We are moving some rooms arround, looks like my lad gets a playroom and i lose my reptile room (sad times!).

However, we need to find a new home for the roaches.

Would they survive in the (unheated) garage with only their heat mat for warmth?

Anyone else keep theirs in the garage?


----------



## madavies65 (Jan 21, 2009)

Possibly, if the heat mat is sufficient to keep the temps above 90 degreess then yes, if not then no. Also in summer they may overheat as well... I have never kept them in a garage so I dont know how the temps fluctuate. 

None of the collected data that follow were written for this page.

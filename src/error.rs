//! Error type shared by every module of the crate.
//!
//! Engine call failures are not represented here: the gateway reports them
//! as [`ResultCode`](crate::engine::ResultCode) values and the shell prints
//! them to the user. This enum covers the failures that stop the shell or
//! reject a value before it reaches hardware.

use std::io;

use thiserror::Error;

/// Convenience alias used across the crate.
pub type Result<T> = std::result::Result<T, Error>;

#[derive(Debug, Error)]
pub enum Error {
    /// Terminal or socket I/O failed.
    #[error("I/O error: {0}")]
    Io(#[from] io::Error),

    /// The private runtime backing the engine link could not be built.
    #[error("failed to start the engine link runtime: {0}")]
    Runtime(#[source] io::Error),

    /// The engine did not accept the connection in time.
    #[error("connection to {addr} timed out after {ms} ms")]
    ConnectTimeout { addr: String, ms: u64 },

    /// Servo channels are numbered 1 to 6.
    #[error("servo channel {0} does not exist (expected 1..=6)")]
    InvalidServoChannel(u8),

    /// Servo positions are angles in degrees.
    #[error("servo position {0} is out of range (expected 0..=180)")]
    ServoPositionOutOfRange(u16),

    /// Settings could not be assembled from file, environment and flags.
    #[error("invalid settings: {0}")]
    Config(#[from] Box<figment::Error>),
}
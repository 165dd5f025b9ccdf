//! Runtime settings: defaults, then an optional TOML file, then
//! `EMOTIV_SERVOS_*` environment variables. The engine endpoints are fixed
//! and not part of the settings.

use std::path::Path;
use std::time::Duration;

use figment::{
    Figment,
    providers::{Env, Format, Serialized, Toml},
};
use serde::{Deserialize, Serialize};

use crate::Result;
use crate::device::LinkConfig;

/// Prefix of the environment variables read by [`Settings::load`].
pub const ENV_PREFIX: &str = "EMOTIV_SERVOS_";

#[derive(Debug, Clone, PartialEq, Eq, Deserialize, Serialize)]
pub struct Settings {
    /// Longest wait for the engine to accept a connection.
    #[serde(default = "default_connect_timeout_ms")]
    pub connect_timeout_ms: u64,

    /// Longest wait for event bytes on each `ler`.
    #[serde(default = "default_poll_window_ms")]
    pub poll_window_ms: u64,
}

impl Default for Settings {
    fn default() -> Self {
        Self {
            connect_timeout_ms: default_connect_timeout_ms(),
            poll_window_ms: default_poll_window_ms(),
        }
    }
}

fn default_connect_timeout_ms() -> u64 {
    3000
}
fn default_poll_window_ms() -> u64 {
    100
}

impl Settings {
    /// Layers defaults, the file at `path` (if given and present) and the
    /// environment.
    pub fn load(path: Option<&Path>) -> Result<Self> {
        let mut figment = Figment::from(Serialized::defaults(Settings::default()));
        if let Some(path) = path {
            figment = figment.merge(Toml::file(path));
        }
        figment
            .merge(Env::prefixed(ENV_PREFIX))
            .extract()
            .map_err(|err| Box::new(err).into())
    }

    pub fn link_config(&self) -> LinkConfig {
        LinkConfig::default()
            .with_connect_timeout(Duration::from_millis(self.connect_timeout_ms))
            .with_poll_window(Duration::from_millis(self.poll_window_ms))
    }
}
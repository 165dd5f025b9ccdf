//! Framing of engine events on the link between the shell and the EmoEngine.
//!
//! A frame is two sync bytes, a length byte, the payload and a checksum:
//!
//! ```text
//! 0xAA 0xAA <len> <payload: len bytes> <checksum>
//! ```
//!
//! The checksum is `255 - (sum of payload bytes mod 256)`. The payload
//! starts with the event kind as a big-endian `u16`, followed by the
//! EmoState bytes when there are any.
//!
//! # Structs
//!
//! - `FrameDecoder`: accumulates raw bytes and yields complete events.
//!
//! # Example
//!
//! ```rust
//! use emotiv_servos::comm::{FrameDecoder, encode_event};
//! use emotiv_servos::engine::{EngineEvent, EventKind};
//!
//! let event = EngineEvent { kind: EventKind::EmoStateUpdated, payload: vec![42] };
//! let bytes = encode_event(&event).unwrap();
//!
//! let mut decoder = FrameDecoder::new();
//! decoder.push(&bytes[..3]);
//! assert!(decoder.next_event().is_none());
//! decoder.push(&bytes[3..]);
//! assert_eq!(decoder.next_event(), Some(event));
//! ```
//!
//! Corrupted frames are dropped with a warning and decoding resumes at the
//! next pair of sync bytes.
//!
//! This framing belongs to this crate. It is not the wire protocol of the
//! vendor's EmoEngine, so the link only talks to a peer that speaks it, such
//! as a local relay or the loopback servers used in the tests.

use tracing::warn;

use crate::engine::{EngineEvent, EventKind};

/// Sync byte opening every frame.
pub const SYNC: u8 = 0xAA;

/// Largest payload a frame can carry. A length byte equal to [`SYNC`] is
/// read as another sync byte, anything above restarts the sync hunt.
pub const MAX_PAYLOAD: usize = SYNC as usize - 1;

/// Bytes taken by the event kind at the start of every payload.
const KIND_LEN: usize = 2;

fn checksum(payload: &[u8]) -> u8 {
    255 - payload.iter().fold(0u8, |acc, &x| acc.wrapping_add(x))
}

/// Encodes an event as one frame. Returns `None` when the payload does not
/// fit in a frame.
pub fn encode_event(event: &EngineEvent) -> Option<Vec<u8>> {
    let len = KIND_LEN + event.payload.len();
    if len > MAX_PAYLOAD {
        return None;
    }
    let mut payload = Vec::with_capacity(len);
    payload.extend_from_slice(&u16::from(event.kind).to_be_bytes());
    payload.extend_from_slice(&event.payload);

    let mut frame = Vec::with_capacity(len + 4);
    frame.extend_from_slice(&[SYNC, SYNC, u8::try_from(len).ok()?]);
    frame.extend_from_slice(&payload);
    frame.push(checksum(&payload));
    Some(frame)
}

/// Incremental decoder over the bytes received from the engine.
#[derive(Debug, Default)]
pub struct FrameDecoder {
    buf: Vec<u8>,
}

impl FrameDecoder {
    pub fn new() -> Self {
        Self::default()
    }

    /// Appends freshly received bytes.
    pub fn push(&mut self, bytes: &[u8]) {
        self.buf.extend_from_slice(bytes);
    }

    /// Bytes received but not yet consumed by a complete frame.
    pub fn buffered(&self) -> usize {
        self.buf.len()
    }

    /// Returns the next complete event, or `None` if more bytes are needed.
    pub fn next_event(&mut self) -> Option<EngineEvent> {
        loop {
            // Sync until two sync bytes are found, keeping a trailing one
            let Some(start) = self.buf.windows(2).position(|w| w == [SYNC, SYNC]) else {
                let keep = usize::from(self.buf.last() == Some(&SYNC));
                let drop = self.buf.len() - keep;
                self.buf.drain(..drop);
                return None;
            };
            self.buf.drain(..start);

            // Extra sync bytes may precede the length
            let mut len_at = 2;
            while self.buf.get(len_at) == Some(&SYNC) {
                len_at += 1;
            }
            let len = usize::from(*self.buf.get(len_at)?);
            if len > MAX_PAYLOAD {
                // Start over past the invalid length
                self.buf.drain(..=len_at);
                continue;
            }

            let checksum_at = len_at + 1 + len;
            let received = *self.buf.get(checksum_at)?;
            let payload: Vec<u8> = self
                .buf
                .drain(..=checksum_at)
                .skip(len_at + 1)
                .take(len)
                .collect();

            let expected = checksum(&payload);
            if expected != received {
                warn!(
                    "checksum mismatch: 0b{:08b} (expected) != 0b{:08b} (got)",
                    expected, received
                );
                continue;
            }
            if payload.len() < KIND_LEN {
                warn!(len = payload.len(), "frame too short to carry an event kind");
                continue;
            }

            let kind = u16::from_be_bytes([payload[0], payload[1]]);
            return Some(EngineEvent {
                kind: EventKind::from(kind),
                payload: payload[KIND_LEN..].to_vec(),
            });
        }
    }
}

#[cfg(test)]
mod tests {
    use super::*;

    fn emo_state(bytes: &[u8]) -> EngineEvent {
        EngineEvent {
            kind: EventKind::EmoStateUpdated,
            payload: bytes.to_vec(),
        }
    }

    #[test]
    fn decodes_a_single_frame() {
        let mut decoder = FrameDecoder::new();
        decoder.push(&[SYNC, SYNC, 3, 0x00, 0x40, 9, 255 - (0x40 + 9)]);
        assert_eq!(decoder.next_event(), Some(emo_state(&[9])));
        assert_eq!(decoder.buffered(), 0);
        assert_eq!(decoder.next_event(), None);
    }

    #[test]
    fn skips_garbage_before_sync() {
        let mut decoder = FrameDecoder::new();
        decoder.push(&[0x01, 0x02, SYNC, 0x03]);
        decoder.push(&encode_event(&emo_state(&[1, 2])).unwrap());
        assert_eq!(decoder.next_event(), Some(emo_state(&[1, 2])));
    }

    #[test]
    fn extra_sync_before_length_is_ignored() {
        let frame = encode_event(&emo_state(&[5])).unwrap();
        let mut bytes = vec![SYNC];
        bytes.extend_from_slice(&frame);
        let mut decoder = FrameDecoder::new();
        decoder.push(&bytes);
        assert_eq!(decoder.next_event(), Some(emo_state(&[5])));
    }

    #[test]
    fn drops_corrupted_frame_and_recovers() {
        let mut bad = encode_event(&emo_state(&[1, 2, 3])).unwrap();
        let last = bad.len() - 1;
        bad[last] ^= 0xFF;
        let good = encode_event(&EngineEvent {
            kind: EventKind::UserAdded,
            payload: vec![],
        })
        .unwrap();

        let mut decoder = FrameDecoder::new();
        decoder.push(&bad);
        decoder.push(&good);
        let event = decoder.next_event().unwrap();
        assert_eq!(event.kind, EventKind::UserAdded);
        assert!(event.payload.is_empty());
    }

    #[test]
    fn oversized_length_restarts_sync() {
        let mut decoder = FrameDecoder::new();
        decoder.push(&[SYNC, SYNC, 0xF0]);
        decoder.push(&encode_event(&emo_state(&[7])).unwrap());
        assert_eq!(decoder.next_event(), Some(emo_state(&[7])));
    }

    #[test]
    fn waits_for_split_frame() {
        let frame = encode_event(&emo_state(&[10, 20, 30])).unwrap();
        let mut decoder = FrameDecoder::new();
        for byte in &frame[..frame.len() - 1] {
            decoder.push(&[*byte]);
            assert_eq!(decoder.next_event(), None);
        }
        decoder.push(&frame[frame.len() - 1..]);
        assert_eq!(decoder.next_event(), Some(emo_state(&[10, 20, 30])));
    }

    #[test]
    fn refuses_to_encode_oversized_payload() {
        assert!(encode_event(&emo_state(&[0; MAX_PAYLOAD])).is_none());
        assert!(encode_event(&emo_state(&[0; MAX_PAYLOAD - KIND_LEN])).is_some());
    }
}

Though if we have a winter like we just had them they will need to be moved inside when the temps go below freezing! You would really have to insulate the tubs you have them in, and i mean thermals and pillows around the tubs!


----------



## Jim239 (Jan 19, 2009)

I have my crickets in the garage, I insulated their tub with loft insulation from B&Q and have the heat mat in the tub with them. has worked really well so far, have had crickets in that setup since middle of february.
am hoping this works for roaches too as i am getting some soon.


James


----------



## excession (Apr 11, 2009)

Jim239 said:


> I have my crickets in the garage, I insulated their tub with loft insulation from B&Q and have the heat mat in the tub with them. has worked really well so far, have had crickets in that setup since middle of february.
> am hoping this works for roaches too as i am getting some soon.
> 
> 
> James



I decided against it for now, and they are in the lounge.

My wife loves it.... :whistling2:


----------